If it is a planned, assisted suicide, then there is also the
opportunity to make sure the estate is in reasonable shape and
affairs are settled before it happens. In many cases it could be a
far better situation for the survivors than if the person just dies
of the disease. What you are saying might be more true in the case
of a more conventional suicide caused by mental problems, but no
law is going to change how that plays out.
By the same logic, you should say that it should be against the law
to poorly plan your estate, or not make a will or not to have
enough retirement savings.
If there is any natural, fundamental right that people have, it is
to kill oneself.
Physician assisted suicide in Great Britain would involve the socialized National Health Service. So anyone wanting to commit suicide with the help of a doctor is likely to die of natural causes before there's a doctor available to help kill him.
I believe the feds should allow states to allow assisted suicide but the feds should not be involved in the individuals decison making process.

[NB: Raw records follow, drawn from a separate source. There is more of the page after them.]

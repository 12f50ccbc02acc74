use thiserror::Error;

pub type ApiResult<T> = std::result::Result<T, ApiError>;

/// Failures of a single backend call. A `SUCCESS`/`FAILED` status inside a well-formed response
/// is not an error at this level; see `ApiResponse`.
#[derive(Error, Debug)]
pub enum ApiError {
    /// The backend rejected the bearer token.
    #[error("The session is no longer valid, please log in again")]
    Unauthorized,

    /// Any other non-success HTTP status.
    #[error("{endpoint} responded with HTTP {status}")]
    Status { endpoint: String, status: u16 },

    /// The request could not be sent or the connection failed.
    #[error("Request to {endpoint} failed")]
    Transport {
        endpoint: String,
        #[source]
        source: reqwest::Error,
    },

    /// The response body was not the JSON we expected.
    #[error("Unable to decode the response from {endpoint}")]
    Decode {
        endpoint: String,
        #[source]
        source: reqwest::Error,
    },

    #[error("Unable to build a URL for {endpoint}")]
    Url {
        endpoint: String,
        #[source]
        source: url::ParseError,
    },

    /// Raised by the in-memory backend to simulate an unreachable server.
    #[error("{0}")]
    Simulated(String),
}

impl ApiError {
    pub fn is_unauthorized(&self) -> bool {
        matches!(self, ApiError::Unauthorized)
    }
}
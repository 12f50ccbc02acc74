use crate::Result;
use anyhow::Context;
use serde::de::DeserializeOwned;
use std::path::{Path, PathBuf};

/// Write a file.
pub(crate) async fn write(path: impl AsRef<Path>, contents: impl AsRef<[u8]>) -> Result<()> {
    let path = path.as_ref();
    tokio::fs::write(path, contents)
        .await
        .context(format!("Unable to write to {}", path.to_string_lossy()))
}

/// Read a file to a `String`.
pub(crate) async fn read(path: &Path) -> Result<String> {
    tokio::fs::read_to_string(path)
        .await
        .with_context(|| format!("Failed to read file at {}", path.display()))
}

/// Deserialize a JSON file into type `T`.
pub(crate) async fn deserialize<T>(path: &Path) -> Result<T>
where
    T: DeserializeOwned,
{
    let content = read(path).await?;
    serde_json::from_str(&content)
        .with_context(|| format!("Failed to parse JSON file at {}", path.display()))
}

/// Create a directory and any missing parents.
pub(crate) async fn make_dir(p: &Path) -> Result<()> {
    tokio::fs::create_dir_all(p)
        .await
        .with_context(|| format!("Unable to create directory at {}", p.to_string_lossy()))
}

pub(crate) async fn canonicalize(p: &Path) -> Result<PathBuf> {
    tokio::fs::canonicalize(p)
        .await
        .with_context(|| format!("Unable to canonicalize the path {}", p.to_string_lossy()))
}
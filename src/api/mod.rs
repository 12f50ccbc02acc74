//! The seam between the views and the backend.
//!
//! `Api` is implemented by `HttpApi` (the real backend) and `TestApi` (in memory). Whichever is
//! chosen is wrapped in a `SessionGuard` so that an authentication failure anywhere clears the
//! session exactly once.

mod error;
mod guard;
mod http;
mod session;
mod test_api;
mod wire;

pub use error::{ApiError, ApiResult};
pub use guard::{OnInvalidated, SessionGuard};
pub use session::{Session, SessionStore};
pub use test_api::{Record, TestApi};
pub use wire::{
    ApiResponse, ApiStatus, SortDirection, TransactionPage, TransactionQuery, TypeFilter,
    DEFAULT_SORT_FIELD,
};

use crate::model::{Amount, Category, Month, TransactionType};
use crate::{Config, Result};
use serde::de::IgnoredAny;
use std::sync::Arc;
use tracing::debug;

/// Backend endpoints, relative to the configured API URL.
pub(crate) mod endpoints {
    pub(crate) const TOTAL_INCOME_OR_EXPENSE: &str = "mypockit/transaction/getTotalIncomeOrExpense";
    pub(crate) const TOTAL_NO_OF_TRANSACTIONS: &str = "mypockit/transaction/getTotalNoOfTransactions";
    pub(crate) const TOTAL_BY_CATEGORY: &str = "mypockit/transaction/getTotalByCategory";
    pub(crate) const TRANSACTIONS: &str = "mypockit/transaction/getAll";
    pub(crate) const CATEGORIES: &str = "mypockit/category/getAll";
    pub(crate) const BUDGET: &str = "mypockit/budget/get";
    pub(crate) const CREATE_BUDGET: &str = "mypockit/budget/create";
}

/// The backend calls the views depend on. Transport failures are `Err`; a response that arrived
/// but carries a `FAILED` status is an `Ok` whose `ApiResponse::is_success` is false.
#[async_trait::async_trait]
pub trait Api: Send + Sync {
    /// The total of all transactions of `kind` recorded by the user in `month`. The payload is
    /// `null` when there are none.
    async fn total_income_or_expense(
        &self,
        user_id: i64,
        kind: TransactionType,
        month: Month,
    ) -> ApiResult<ApiResponse<Amount>>;

    async fn total_no_of_transactions(
        &self,
        user_id: i64,
        month: Month,
    ) -> ApiResult<ApiResponse<u64>>;

    /// The total spent against one category in `month`.
    async fn total_by_category(
        &self,
        email: &str,
        category_id: i64,
        month: Month,
    ) -> ApiResult<ApiResponse<Amount>>;

    async fn categories(&self) -> ApiResult<ApiResponse<Vec<Category>>>;

    /// One page of the user's transactions, grouped by date.
    async fn transactions(
        &self,
        email: &str,
        query: &TransactionQuery,
    ) -> ApiResult<ApiResponse<TransactionPage>>;

    async fn budget(&self, month: Month) -> ApiResult<ApiResponse<Amount>>;

    /// Sets the budget for the current month.
    async fn create_budget(&self, amount: Amount) -> ApiResult<ApiResponse<IgnoredAny>>;
}

/// Selects which `Api` implementation the program talks to.
#[derive(Debug, Default, Clone, Copy, PartialEq, Eq)]
pub enum Mode {
    /// The real backend at the configured API URL.
    #[default]
    Http,
    /// The in-memory `TestApi`.
    Test,
}

/// When this environment variable is set and non-empty the program runs against `TestApi`.
pub const TEST_MODE_ENV: &str = "POCKIT_IN_TEST_MODE";

impl Mode {
    pub fn from_env() -> Self {
        match std::env::var(TEST_MODE_ENV) {
            Ok(value) if !value.is_empty() => Mode::Test,
            _ => Mode::Http,
        }
    }
}

/// Creates the `Api` for `mode`, authenticated as `session` and guarded so that a 401 clears the
/// stored session and calls `on_invalidated` once.
pub fn client(
    config: &Config,
    session: &Session,
    mode: Mode,
    on_invalidated: OnInvalidated,
) -> Result<Arc<dyn Api>> {
    let inner: Arc<dyn Api> = match mode {
        Mode::Http => {
            debug!("Using the backend at {}", config.api_url());
            Arc::new(http::HttpApi::new(
                config.api_url().clone(),
                session.token(),
            )?)
        }
        Mode::Test => {
            debug!("Using the in-memory test backend");
            Arc::new(TestApi::seeded()?)
        }
    };
    Ok(Arc::new(SessionGuard::new(
        inner,
        config.session_store(),
        on_invalidated,
    )))
}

libertarians view suicide as a right because we should have a right to our life (and death), a right to our own bodies. if we don't own ourselves then we are property of someone else. that could be the government or a church or whatever means of control that try to enslave mankind. the rights are inalienable and are self evident and fits in with the concept of individual rights and private property rights.
Why do these comment threads usually go in directions that bore me instead of discussing what I find interesting in the blog entry: What caused those polls to change over that period, and stay stable since then? Instead it's as if commenters here were the ones being polled on the issue. Whoopee, you can get those opinions anywhwere.